That's a good question.
I have no idea what I did last month, or what I've done this month. It just seems like a blur.
I'm ok. I feel like a bad person though. I never seem to be able to live up to my words.
I'm gonna do some art soon, even if it's just sketches of ideas I've had for a while. Sorry, requests/contest entries/whatever will have to wait. But that stuffs so old by now I don't think anyone cares and I'm certain those contests are long done and over with. Sorry.
Sorry seems to be a word I say the most these days. What meaning does it have? I feel like I've stretched it too thin.
For the moment I've been playing Pokemon White, Black, and the rest, filling in my old persona on YouTube (
[link] This one, if you forgot). I still need two more for my "team" which I'm working on now but not as vigorously.
I feel as if my life is at a standstill at the moment, even if it seems like I'm "busy". I think it's the calm before the storm, but not a bad storm, a storm of better things. I hope so. Even though I haven't been as depressed, that's hasn't kept me from being terribly lonely, especially lately. Since I've been more involved offline I got a sad reminder that I really don't have any friends or anyone to socialize with. It's always been online for almost a decade now. Just the same as my efforts when I was younger, my attempts at making friends doesn't go well because of where I live and my inaccessibility. In some ways I feel as if I've forgotten how to act! But enough about that. I'm just overthinking things I guess. I just wish I had someone to share things with that lived here. No one cares.

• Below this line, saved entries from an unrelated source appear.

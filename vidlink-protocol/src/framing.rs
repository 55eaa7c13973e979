//! ## vidlink-protocol::framing
//! Cuts back-to-back frames out of a byte stream.
//!
//! Every frame declares where its trailer sits, so a frame is always
//! `length + 1` bytes long. Stream transports and capture files deliver frames
//! back to back and need this to find the boundaries.

use crate::channel::Channel;
use crate::command::COMMAND_HEADER_LEN;
use crate::data::DATA_HEADER_LEN;
use crate::error::DecodeError;
use crate::transfer::TRANSFER_HEADER_LEN;

/// Total size of the frame at the start of `buffer`.
///
/// Returns `Ok(None)` while the length prefix itself is incomplete. The
/// returned size may exceed `buffer.len()`; the caller then waits for more.
pub fn frame_len(channel: Channel, buffer: &[u8]) -> Result<Option<usize>, DecodeError> {
    let (declared, header_len) = match channel {
        Channel::Transfer => match buffer.first() {
            Some(&len) => (len as usize, TRANSFER_HEADER_LEN),
            None => return Ok(None),
        },
        Channel::Data | Channel::Control | Channel::Manage => match buffer {
            [hi, lo, ..] => {
                let header_len = if channel == Channel::Data {
                    DATA_HEADER_LEN
                } else {
                    COMMAND_HEADER_LEN
                };
                (u16::from_be_bytes([*hi, *lo]) as usize, header_len)
            }
            _ => return Ok(None),
        },
    };

    if declared < header_len {
        return Err(DecodeError::InvalidLength {
            declared,
            available: buffer.len(),
        });
    }
    Ok(Some(declared + 1))
}

/// Iterates over the complete frames of a buffer.
///
/// Iteration stops at the first incomplete frame, which stays available via
/// [`FrameSplitter::remainder`], or after yielding the first framing error.
#[derive(Debug, Clone)]
pub struct FrameSplitter<'a> {
    channel: Channel,
    buffer: &'a [u8],
    offset: usize,
    failed: bool,
}

impl<'a> FrameSplitter<'a> {
    pub fn new(channel: Channel, buffer: &'a [u8]) -> Self {
        Self {
            channel,
            buffer,
            offset: 0,
            failed: false,
        }
    }

    /// Bytes not yet handed out as a frame.
    pub fn remainder(&self) -> &'a [u8] {
        &self.buffer[self.offset..]
    }

    /// Offset of the next frame within the original buffer.
    pub fn offset(&self) -> usize {
        self.offset
    }
}

impl<'a> Iterator for FrameSplitter<'a> {
    type Item = Result<&'a [u8], DecodeError>;

    fn next(&mut self) -> Option<Self::Item> {
        if self.failed {
            return None;
        }
        let rest = self.remainder();
        match frame_len(self.channel, rest) {
            Ok(Some(total)) if total <= rest.len() => {
                self.offset += total;
                Some(Ok(&rest[..total]))
            }
            Ok(_) => None,
            Err(e) => {
                self.failed = true;
                Some(Err(e))
            }
        }
    }
}
//! # vidlink-engine
//!
//! Receive-side plumbing around the protocol decoders: per-channel decoding
//! with the configured verification policy, picture reassembly from slice
//! fragments, parameter-set tracking and frame extraction from byte streams.

pub mod assembler;
pub mod data_channel;
pub mod decoder;
pub mod error;
pub mod reader;

pub use assembler::{AssembledFrame, Assembly, Discard, FrameAssembler};
pub use data_channel::{DataChannel, Ingest};
pub use decoder::ChannelDecoder;
pub use error::EngineError;
pub use reader::FrameReader;
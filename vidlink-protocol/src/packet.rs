//! ## vidlink-protocol::packet
//! Channel-level dispatch over the four packet kinds.

use bytes::Bytes;

use crate::channel::Channel;
use crate::command::{
    parse_control_packet, parse_manage_packet, parse_verified_control_packet,
    parse_verified_manage_packet, ControlPacket, ManagePacket,
};
use crate::data::{parse_data_packet, parse_verified_data_packet, DataPacket};
use crate::error::DecodeError;
use crate::transfer::{parse_transfer_packet, TransferPacket};

/// Any decoded packet.
#[derive(Debug, Clone, PartialEq, Eq)]
pub enum Packet {
    Data(DataPacket),
    Control(ControlPacket),
    Manage(ManagePacket),
    Transfer(TransferPacket),
}

impl Packet {
    pub fn channel(&self) -> Channel {
        match self {
            Packet::Data(_) => Channel::Data,
            Packet::Control(_) => Channel::Control,
            Packet::Manage(_) => Channel::Manage,
            Packet::Transfer(_) => Channel::Transfer,
        }
    }

    pub fn sequence(&self) -> u8 {
        match self {
            Packet::Data(p) => p.sequence,
            Packet::Control(p) => p.sequence,
            Packet::Manage(p) => p.sequence,
            Packet::Transfer(p) => p.sequence,
        }
    }

    /// The opaque payload carried by the packet.
    pub fn payload(&self) -> &Bytes {
        match self {
            Packet::Data(p) => &p.nal_data,
            Packet::Control(p) => &p.oid,
            Packet::Manage(p) => &p.param,
            Packet::Transfer(p) => &p.content,
        }
    }

    /// Total bytes the frame occupied on the wire.
    pub fn frame_len(&self) -> usize {
        match self {
            Packet::Data(p) => p.frame_len(),
            Packet::Control(p) => p.length as usize + 1,
            Packet::Manage(p) => p.length as usize + 1,
            Packet::Transfer(p) => p.frame_len(),
        }
    }
}

/// Decodes a frame received on `channel` without checking its trailer.
pub fn decode(channel: Channel, buffer: &[u8]) -> Result<Packet, DecodeError> {
    match channel {
        Channel::Data => parse_data_packet(buffer).map(Packet::Data),
        Channel::Control => parse_control_packet(buffer).map(Packet::Control),
        Channel::Manage => parse_manage_packet(buffer).map(Packet::Manage),
        Channel::Transfer => parse_transfer_packet(buffer).map(Packet::Transfer),
    }
}

/// Decodes a frame received on `channel` and checks its XOR trailer.
///
/// Raw-transfer frames carry no trailer and decode as with [`decode`].
pub fn decode_verified(channel: Channel, buffer: &[u8]) -> Result<Packet, DecodeError> {
    match channel {
        Channel::Data => parse_verified_data_packet(buffer).map(Packet::Data),
        Channel::Control => parse_verified_control_packet(buffer).map(Packet::Control),
        Channel::Manage => parse_verified_manage_packet(buffer).map(Packet::Manage),
        Channel::Transfer => parse_transfer_packet(buffer).map(Packet::Transfer),
    }
}

/// Copies `src` into a freshly allocated buffer, reporting allocation failure
/// instead of aborting.
pub(crate) fn owned_copy(src: &[u8]) -> Result<Bytes, DecodeError> {
    let mut buf = Vec::new();
    buf.try_reserve_exact(src.len())
        .map_err(|_| DecodeError::ResourceExhausted {
            requested: src.len(),
        })?;
    buf.extend_from_slice(src);
    Ok(Bytes::from(buf))
}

My grandma loved the painting.
I hate cold weather. We had snow flurries the other night. Way too early for that, but then again I don't really care.
I'm tired. I'm gonna go catch up on some sleep.
I'll be back sooner than you think.
Thanks for keeping up with me.
Life happens and sometimes things don't go as planned. No one can blame you for that, so don't be so hard on yourself.
I hope things get better for you soon and your storm is indeed a good one. Just keep hanging on you know we're here for you, thick or thin.
And I think all of us, me included, miss you when you're gone.
Not that we didn't enjoy it down here, but 40 degree weather in October....
What the hell Mother Nature!?
Yeah it was crazy. It's been really warm for the past few days but I've noticed the mornings have started being colder again, and the wind's blowing so I'm expecting it to drop down a bit again soon.